• [Data for processing]:
impl CatalogStore {
    pub fn new(tenants: Arc<TenantDirectory>) -> Self {
        Self {
            tenants,
            state: RwLock::new(CatalogState::default()),
        }
    }

    // ========================================================================
    // Base products
    // ========================================================================

    /// Create a base product; name and category are required
    pub async fn create_base_product(&self, input: BaseProductCreate) -> Result<BaseProduct> {
        if input.name.trim().is_empty() {
            return Err(AppError::MissingField {
                field: "name".into(),
            });
        }
        if input.category.trim().is_empty() {
            return Err(AppError::MissingField {
                field: "category".into(),
            });
        }

        let now = Utc::now();
        let product = BaseProduct {
            id: Uuid::new_v4(),
            name: input.name,
            category: input.category,
            description: input.description,
            price: input.price,
            stock: input.stock,
            sku: input.sku,
            ncm: input.ncm,
            created_at: now,
            updated_at: now,
        };

        let mut state = self.state.write().await;
        state.products.insert(product.id, product.clone());
        state.touch(now);

        info!(product_id = %product.id, name = %product.name, "Base product created");
        Ok(product)
    }

    pub async fn get_base_product(&self, id: Uuid) -> Result<BaseProduct> {
        self.state
            .read()
            .await
            .products
            .get(&id)
            .cloned()
            .ok_or_else(|| AppError::ProductNotFound { id: id.to_string() })
    }

    /// List products matching the filter, ordered by creation time
    pub async fn list_base_products(&self, filter: &ProductFilter) -> Vec<BaseProduct> {
        let state = self.state.read().await;
        let needle = filter.search.as_ref().map(|s| s.to_lowercase());

        let mut products: Vec<_> = state
            .products
            .values()
            .filter(|p| {
                filter
                    .category
                    .as_ref()
                    .map(|c| &p.category == c)
                    .unwrap_or(true)
            })
            .filter(|p| match &needle {
                Some(needle) => {
                    p.name.to_lowercase().contains(needle)
                        || p.description
                            .as_ref()
                            .map(|d| d.to_lowercase().contains(needle))
                            .unwrap_or(false)
                }
                None => true,
            })
            .cloned()
            .collect();

        products.sort_by(|a, b| (a.created_at, a.id).cmp(&(b.created_at, b.id)));
        products
    }

    /// Shallow-merge a patch; the id is never changed
    pub async fn update_base_product(
        &self,
        id: Uuid,
        patch: BaseProductPatch,
    ) -> Result<BaseProduct> {
        let mut state = self.state.write().await;
        let now = Utc::now();

        let product = state
            .products
            .get_mut(&id)
            .ok_or_else(|| AppError::ProductNotFound { id: id.to_string() })?;

        if let Some(name) = patch.name {
            product.name = name;
        }
        if let Some(category) = patch.category {
            product.category = category;
        }
        if let Some(description) = patch.description {
            product.description = Some(description);
        }
        if let Some(price) = patch.price {
            product.price = price;
        }
        if let Some(stock) = patch.stock {
            product.stock = stock;
        }
        if let Some(sku) = patch.sku {
            product.sku = Some(sku);
        }
        if let Some(ncm) = patch.ncm {
            product.ncm = Some(ncm);
        }
        product.updated_at = now;

        let updated = product.clone();
        state.touch(now);
        Ok(updated)
    }

    /// Delete a base product.
    ///
    /// Company overrides referencing it are retained: they become inert until
    /// the base id is recreated or the override is removed explicitly, so a
    /// dangling reference can never crash a read.
    pub async fn delete_base_product(&self, id: Uuid) -> Result<()> {
        let mut state = self.state.write().await;
        if state.products.remove(&id).is_none() {
            return Err(AppError::ProductNotFound { id: id.to_string() });
        }
        state.touch(Utc::now());

        info!(product_id = %id, "Base product deleted; overrides left inert");
        Ok(())
    }

    // ========================================================================
    // Company overrides
    // ========================================================================

    /// Create or replace the override for (company, base product)
    pub async fn upsert_override(&self, input: CompanyProductInput) -> Result<CompanyProduct> {
        let mut state = self.state.write().await;
        if !state.products.contains_key(&input.base_product_id) {
            return Err(AppError::ProductNotFound {
                id: input.base_product_id.to_string(),
            });
        }

        let now = Utc::now();
        let key = (input.company_id, input.base_product_id);
        let id = state.overrides.get(&key).map(|o| o.id).unwrap_or_else(Uuid::new_v4);

        let override_row = CompanyProduct {
            id,
            company_id: input.company_id,
            base_product_id: input.base_product_id,
            visible: input.visible,
            price: input.price,
            name: input.name,
            description: input.description,
            updated_at: now,
        };
        state.overrides.insert(key, override_row.clone());
        state.touch(now);

        debug!(
            company_id = %input.company_id,
            base_product_id = %input.base_product_id,
            "Company override upserted"
        );
        Ok(override_row)
    }

    pub async fn remove_override(&self, company_id: Uuid, base_product_id: Uuid) -> Result<()> {
        let mut state = self.state.write().await;
        state
            .overrides
            .remove(&(company_id, base_product_id))
            .ok_or_else(|| AppError::NotFound {
                resource_type: "company_product".into(),
                id: base_product_id.to_string(),
            })?;
        state.touch(Utc::now());
        Ok(())
    }

    pub async fn get_override(
        &self,
        company_id: Uuid,
        base_product_id: Uuid,
    ) -> Option<CompanyProduct> {
        self.state
            .read()
            .await
            .overrides
            .get(&(company_id, base_product_id))
            .cloned()
    }

    // ========================================================================
    // Price tiers
    // ========================================================================

    /// Add a quantity bracket; min_qty must be unique within its scope
    pub async fn add_price_tier(
        &self,
        company_tier_id: Option<Uuid>,
        min_qty: i64,
        unit_price: i64,
    ) -> Result<PriceTier> {
        if min_qty < 1 {
            return Err(AppError::Validation {
                message: "min_qty must be at least 1".into(),
                field: Some("min_qty".into()),
            });
        }

        let mut state = self.state.write().await;
        if state
            .tiers
            .iter()
            .any(|t| t.company_tier_id == company_tier_id && t.min_qty == min_qty)
        {
            return Err(AppError::Validation {
                message: format!("a price bracket at min_qty {min_qty} already exists for this scope"),
                field: Some("min_qty".into()),
            });
        }

        let tier = PriceTier {
            id: Uuid::new_v4(),
            company_tier_id,
            min_qty,
            unit_price,
        };
        state.tiers.push(tier.clone());
        Ok(tier)
    }

    // ========================================================================
    // Effective resolution
    // ========================================================================

    /// Resolve the effective product for a tenant at a quantity.
    ///
    /// Base fields, then override fields where the override defines them,
    /// then the price bracket containing `quantity` for the company's tier.
    /// Same inputs against the same catalog state always produce the same
    /// view. An override with `visible == false` makes the product
    /// unresolvable for that tenant.
    pub async fn resolve_effective(
        &self,
        company_id: Uuid,
        base_product_id: Uuid,
        quantity: i64,
    ) -> Result<EffectiveProduct> {
        let company = self.tenants.get_company(company_id).await?;

        let state = self.state.read().await;
        let base = state
            .products
            .get(&base_product_id)
            .ok_or_else(|| AppError::ProductNotFound {
                id: base_product_id.to_string(),
            })?;
        let override_row = state.overrides.get(&(company_id, base_product_id));

        if let Some(o) = override_row {
            if !o.visible {
                return Err(AppError::ProductNotFound {
                    id: base_product_id.to_string(),
                });
            }
        }

        let mut effective = apply_override(base, override_row);

        if let Some(tier_price) =
            bracket_price(&state.tiers, company.settings.price_tier_id, quantity)
        {
            effective.unit_price = tier_price;
        }

        Ok(effective)
    }

    /// Resolved listing view of the catalog.
    ///
    /// Without a company this is the base catalog; with one, overrides are
    /// applied, invisible products dropped, and single-unit tier pricing
    /// used. Ordering matches [`CatalogStore::list_base_products`].
    pub async fn list_effective(
        &self,
        company_id: Option<Uuid>,
        filter: &ProductFilter,
    ) -> Result<Vec<EffectiveProduct>> {
        let company = match company_id {
            Some(id) => Some(self.tenants.get_company(id).await?),
            None => None,
        };
        let bases = self.list_base_products(filter).await;

        let state = self.state.read().await;
        let mut listing = Vec::with_capacity(bases.len());
        for base in &bases {
            let override_row = company
                .as_ref()
                .and_then(|c| state.overrides.get(&(c.id, base.id)));
            if let Some(o) = override_row {
                if !o.visible {
                    continue;
                }
            }

            let mut effective = apply_override(base, override_row);
            if let Some(company) = &company {
                if let Some(price) =
                    bracket_price(&state.tiers, company.settings.price_tier_id, 1)
                {
                    effective.unit_price = price;
                }
            }
            listing.push(effective);
        }
        Ok(listing)
    }

    /// Timestamp of the most recent catalog mutation
    pub async fn last_update(&self) -> Option<DateTime<Utc>> {
        self.state.read().await.last_update
    }

    // ========================================================================
    // Supplier upsert contract
    // ========================================================================

    /// Apply one normalized supplier record.
    ///
    /// Matches by SKU: unseen SKUs are created (name and category required),
    /// known SKUs are updated within the sync scope, and a no-op reports
    /// `Skipped`. This is the only mutation path the sync engine may use.
    pub async fn apply_remote(
        &self,
        remote: &RemoteProduct,
        scope: SyncType,
    ) -> Result<UpsertOutcome> {
        let mut state = self.state.write().await;
        let now = Utc::now();

        let Some(existing_id) = state.find_by_sku(&remote.sku) else {
            let name = remote
                .name
                .as_deref()
                .map(str::trim)
                .filter(|n| !n.is_empty())
                .ok_or_else(|| AppError::Validation {
                    message: format!("remote record {} has no name", remote.sku),
                    field: Some("name".into()),
                })?;
            let category = remote
                .category
                .as_deref()
                .map(str::trim)
                .filter(|c| !c.is_empty())
                .ok_or_else(|| AppError::Validation {
                    message: format!("remote record {} has no category", remote.sku),
                    field: Some("category".into()),
                })?;

            let product = BaseProduct {
                id: Uuid::new_v4(),
                name: name.to_string(),
                category: category.to_string(),
                description: remote.description.clone(),
                price: remote.price.unwrap_or(0),
                stock: remote.stock.unwrap_or(0),
                sku: Some(remote.sku.clone()),
                ncm: remote.ncm.clone(),
                created_at: now,
                updated_at: now,
            };
            state.products.insert(product.id, product);
            state.touch(now);
            return Ok(UpsertOutcome::Created);
        };

        let product = state
            .products
            .get_mut(&existing_id)
            .expect("sku index resolved to a live product");

        let mut changed = false;
        let sync_prices = matches!(scope, SyncType::Prices | SyncType::Full);
        let sync_stock = matches!(scope, SyncType::Stock | SyncType::Full);

        if sync_prices {
            if let Some(price) = remote.price {
                if product.price != price {
                    product.price = price;
                    changed = true;
                }
            }
        }
        if sync_stock {
            if let Some(stock) = remote.stock {
                if product.stock != stock {
                    product.stock = stock;
                    changed = true;
                }
            }
        }
        if scope == SyncType::Full {
            if let Some(name) = remote.name.as_deref().map(str::trim).filter(|n| !n.is_empty()) {
                if product.name != name {
                    product.name = name.to_string();
                    changed = true;
                }
            }
            if let Some(category) = remote
                .category
                .as_deref()
                .map(str::trim)
                .filter(|c| !c.is_empty())
            {
                if product.category != category {
                    product.category = category.to_string();
                    changed = true;
                }
            }
            if let Some(description) = &remote.description {
                if product.description.as_deref() != Some(description) {
                    product.description = Some(description.clone());
                    changed = true;
                }
            }
            if let Some(ncm) = &remote.ncm {
                if product.ncm.as_deref() != Some(ncm) {
                    product.ncm = Some(ncm.clone());
                    changed = true;
                }
            }
        }

        if changed {
            product.updated_at = now;
            state.touch(now);
            Ok(UpsertOutcome::Updated)
        } else {
            Ok(UpsertOutcome::Skipped)
        }
    }
}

• [How to complete this task]: Copy each line from the records above that includes the string "required".

• [Answer space]:
    /// Create a base product; name and category are required
    /// Matches by SKU: unseen SKUs are created (name and category required),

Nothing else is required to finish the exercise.